Industrial and Other:

Net sales to the industrial and other market increased 19.7% and 13.4% in the
third quarter and first nine months of 2003, respectively, compared to the same
period of 2002. These increases resulted from unit sales increases out of
several existing facilities. In addition, we estimate the Lumber Market had the
effect of increasing our selling prices by 8% for this quarter.

COST OF GOODS SOLD AND GROSS PROFIT

Gross profit as a percentage of net sales decreased slightly in the third
quarter of 2003 compared to the same period of 2002. Generally, a higher Lumber
Market results in a decrease in our gross margin. (See "Impact of the Lumber
Market on our Operating Results.") We attempt to price certain products to earn
a fixed profit per unit, so in a period of higher lumber prices, our gross
margin will decline. Therefore, a more meaningful analysis of profitability is a
comparison of the change in gross profit dollars compared to our change in units
shipped. Our gross profit dollars increased by almost 18% this quarter, while
units shipped increased by 13%. We believe this was due, in part, to the
positive trend in the Lumber Market in the third quarter.

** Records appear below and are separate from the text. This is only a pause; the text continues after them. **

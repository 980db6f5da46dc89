//! `nodes` crate — the `ExecutableNode` trait, host ports, and the Giphy node.
//!
//! A host wires a node with its ports (secret store, fixture provider, notice
//! channel, index source, search client) and dispatches execution through
//! [`ExecutableNode`] or the node's typed entry point.

pub mod error;
pub mod traits;
pub mod fixtures;
pub mod notice;
pub mod random;
pub mod secrets;
pub mod giphy;
pub mod mock;

pub use error::NodeError;
pub use traits::{
    ExecutableNode, ExecutionContext, FixtureProvider, GifSearchClient, IndexSource, NoticeKind,
    NoticeSink, SecretProvider,
};
pub use giphy::{GifRecord, GiphyNode};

In a period when the
Lumber Market is on an increasing trend, our selling prices for products that
are indexed to the Lumber Market also increase, which can result in higher gross
profit dollars on each unit sold.

Gross profit as a percentage of net sales increased slightly in the first nine
months of 2003 compared to the same period of 2002. A favorable trend in the
Lumber Market positively affected our gross




                                       23

                         UNIVERSAL FOREST PRODUCTS, INC.

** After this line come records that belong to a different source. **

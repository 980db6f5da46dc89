//! Configuration loading for the `giphy-node` binary.
//!
//! Sources, lowest to highest priority:
//! 1. Built-in defaults
//! 2. TOML file from `--config` / `GIPHY_NODE_CONFIG`
//! 3. `GIPHY_ENDPOINT` environment variable
//! 4. Command-line flags (applied by the caller)

use std::path::Path;

use anyhow::{Context, Result};
use serde::{Deserialize, Serialize};

use nodes::giphy::{GiphyConfig, GiphySettings};

#[derive(Debug, Clone, Default, PartialEq, Eq, Serialize, Deserialize)]
pub struct Config {
    #[serde(default)]
    pub giphy: GiphyConfig,
    /// Node settings, as they would appear in a workflow definition.
    #[serde(default)]
    pub settings: GiphySettings,
}

impl Config {
    pub fn load(path: Option<&Path>) -> Result<Self> {
        let mut config = match path {
            Some(path) => {
                tracing::info!("Loading config from: {}", path.display());
                Self::from_file(path)?
            }
            None => {
                tracing::debug!("No config path specified, using defaults");
                Self::default()
            }
        };

        if let Ok(endpoint) = std::env::var("GIPHY_ENDPOINT") {
            config.giphy.endpoint = endpoint;
        }

        Ok(config)
    }

    pub fn from_file(path: &Path) -> Result<Self> {
        let content = std::fs::read_to_string(path)
            .with_context(|| format!("cannot read config file {}", path.display()))?;
        Self::from_toml(&content).with_context(|| format!("invalid config file {}", path.display()))
    }

    pub fn from_toml(content: &str) -> Result<Self> {
        Ok(toml::from_str(content)?)
    }
}

#[cfg(test)]
mod tests {
    use nodes::giphy::Mode;

    use super::*;

    #[test]
    fn empty_file_yields_defaults() {
        let config = Config::from_toml("").unwrap();
        assert_eq!(config, Config::default());
        assert_eq!(config.giphy.endpoint, "https://api.giphy.com/v1/gifs/search");
        assert_eq!(config.giphy.lang, "en");
        assert_eq!(config.giphy.secret_name, "GIPHY");
        assert_eq!(config.settings.mode, Mode::RandomResult);
    }

    #[test]
    fn partial_sections_keep_remaining_defaults() {
        let config = Config::from_toml(
            r#"
            [giphy]
            endpoint = "http://localhost:9999/search"
            timeout_secs = 10

            [settings]
            mode = "all_results"
            "#,
        )
        .unwrap();

        assert_eq!(config.giphy.endpoint, "http://localhost:9999/search");
        assert_eq!(config.giphy.timeout_secs, Some(10));
        assert_eq!(config.giphy.lang, "en");
        assert_eq!(config.settings.mode, Mode::AllResults);
    }

    #[test]
    fn unknown_mode_is_rejected() {
        assert!(Config::from_toml("[settings]\nmode = \"top\"").is_err());
    }

    #[test]
    fn reads_from_file() {
        let dir = tempfile::tempdir().unwrap();
        let path = dir.path().join("giphy.toml");
        std::fs::write(&path, "[giphy]\nlang = \"de\"\n").unwrap();

        let config = Config::from_file(&path).unwrap();
        assert_eq!(config.giphy.lang, "de");

        assert!(Config::from_file(&dir.path().join("missing.toml")).is_err());
    }
}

           MANAGEMENT'S DISCUSSION AND ANALYSIS OF FINANCIAL CONDITION
                      AND RESULTS OF OPERATIONS - CONTINUED



profit in the third quarter, but this was substantially offset by the effects of
adverse weather in the first quarter.

SELLING, GENERAL AND ADMINISTRATIVE EXPENSES

Selling, general and administrative expenses as a percentage of sales decreased
to 9.0% in the third quarter of 2003 compared to 9.1% in the same period of
2002. This decrease was primarily due to the impact of the higher Lumber Market
on our selling prices. The dollar increase in our selling, general, and
administrative expenses was primarily due to acquisitions and new operations,
combined with higher compensation costs resulting from greater headcount to
support growth in our business and an increase in insurance and legal costs.

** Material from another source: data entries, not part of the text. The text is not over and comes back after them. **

use std::collections::HashMap;
use std::sync::Arc;

use serde_json::json;
use wiremock::matchers::{method, path, query_param};
use wiremock::{Mock, MockServer, ResponseTemplate};

use nodes::giphy::{GiphyConfig, HttpSearchClient, Mode};
use nodes::mock::{FixedIndex, RecordingNotices};
use nodes::{ExecutionContext, GifSearchClient, GiphyNode, NodeError};

fn config_for(server: &MockServer) -> GiphyConfig {
    GiphyConfig {
        endpoint: format!("{}/v1/gifs/search", server.uri()),
        ..GiphyConfig::default()
    }
}

#[tokio::test]
async fn sends_key_query_and_language() {
    let server = MockServer::start().await;

    Mock::given(method("GET"))
        .and(path("/v1/gifs/search"))
        .and(query_param("api_key", "secret-key"))
        .and(query_param("q", "happy cats"))
        .and(query_param("lang", "en"))
        .respond_with(ResponseTemplate::new(200).set_body_json(json!({
            "data": [{ "id": "abc", "title": "Cat", "rating": "g" }],
            "meta": { "status": 200 }
        })))
        .expect(1)
        .mount(&server)
        .await;

    let client = HttpSearchClient::new(&config_for(&server)).unwrap();
    let body = client.search("secret-key", "happy cats").await.unwrap();

    assert_eq!(body["data"][0]["id"], "abc");
    assert_eq!(body["meta"]["status"], 200);
}

#[tokio::test]
async fn non_success_status_is_a_transport_error() {
    let server = MockServer::start().await;

    Mock::given(method("GET"))
        .and(path("/v1/gifs/search"))
        .respond_with(
            ResponseTemplate::new(401)
                .set_body_json(json!({ "message": "Invalid authentication credentials" })),
        )
        .mount(&server)
        .await;

    let client = HttpSearchClient::new(&config_for(&server)).unwrap();
    let err = client.search("bad-key", "cats").await.unwrap_err();

    match err {
        NodeError::Transport(msg) => {
            assert!(msg.contains("401"), "unexpected message: {msg}");
            assert!(!msg.contains("bad-key"));
        }
        other => panic!("expected transport error, got {other:?}"),
    }
}

#[tokio::test]
async fn non_json_body_is_malformed() {
    let server = MockServer::start().await;

    Mock::given(method("GET"))
        .and(path("/v1/gifs/search"))
        .respond_with(ResponseTemplate::new(200).set_body_string("<html>oops</html>"))
        .mount(&server)
        .await;

    let client = HttpSearchClient::new(&config_for(&server)).unwrap();
    let err = client.search("k", "cats").await.unwrap_err();

    assert!(matches!(err, NodeError::MalformedResponse(_)));
}

#[tokio::test]
async fn unreachable_endpoint_is_a_transport_error() {
    let config = GiphyConfig {
        endpoint: "http://127.0.0.1:1/v1/gifs/search".into(),
        timeout_secs: Some(5),
        ..GiphyConfig::default()
    };

    let client = HttpSearchClient::new(&config).unwrap();
    let err = client.search("k", "cats").await.unwrap_err();

    assert!(matches!(err, NodeError::Transport(_)));
}

#[tokio::test]
async fn node_lists_live_results_end_to_end() {
    let server = MockServer::start().await;

    let body = json!({
        "data": [
            { "id": "a1", "title": "One", "rating": "g" },
            { "title": "No id", "rating": "pg" },
        ]
    });

    Mock::given(method("GET"))
        .and(path("/v1/gifs/search"))
        .and(query_param("q", "cats"))
        .respond_with(ResponseTemplate::new(200).set_body_json(body.clone()))
        .expect(1)
        .mount(&server)
        .await;

    let mut secrets = HashMap::new();
    secrets.insert("GIPHY".to_string(), "live-key".to_string());

    let client = HttpSearchClient::new(&config_for(&server)).unwrap();
    let notices = Arc::new(RecordingNotices::new());
    let node = GiphyNode::new(Arc::new(client), Arc::new(secrets))
        .with_mode(Mode::AllResults)
        .with_notices(notices.clone())
        .with_index_source(Arc::new(FixedIndex(0)));

    let out = node.run("cats", &ExecutionContext::live()).await.unwrap();

    let gifs = out.gif_list.unwrap();
    assert_eq!(gifs.len(), 2);
    assert_eq!(gifs[0].url, "https://media.giphy.com/media/a1/giphy.gif");
    assert_eq!(gifs[1].id, "");
    assert_eq!(gifs[1].img, "<img src=\"\"/>");
    assert_eq!(out.output_json, Some(body));
    assert_eq!(notices.all().len(), 1);
}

Selling, general and administrative expenses as a percentage of sales increased
to 9.4% in the first nine months of 2003 compared to 9.3% in the same period of
2002. This increase was primarily due to the impact of the lower Lumber Market
on our selling prices. The dollar increase in our selling, general, and
administrative expenses was primarily due to acquisitions and new operations,
combined with higher compensation costs resulting from greater headcount to
support growth in our business.

INTEREST, NET

Net interest costs increased in the third quarter and first nine months of 2003
compared to the same periods of 2002. These increases were due to a higher
average debt balance combined with an increase in our average borrowing rates as
a result of issuing $55 million of long-term unsecured notes payable in December
2002. The proceeds from the note issuance were used to reduce amounts
outstanding under our revolving credit facility, which bears interest at a lower
rate.

GAIN ON SALE OF ASSETS

During the second quarter of 2002, we sold our corporate airplane and recognized
a gain of $1.1 million on the sale, and entered into an operating lease for a
replacement airplane.

INCOME TAXES

Our effective tax rate was 37.4% in the third quarter of 2003 compared to 37.1%
in the same period of 2002, and 37.0% in the first nine months of 2003 compared
to 37.1% in the same period of 2002. Effective tax rates differ from statutory
federal income tax rates, primarily due to provisions for state and local income
taxes and permanent tax differences.


                                       24

                         UNIVERSAL FOREST PRODUCTS, INC.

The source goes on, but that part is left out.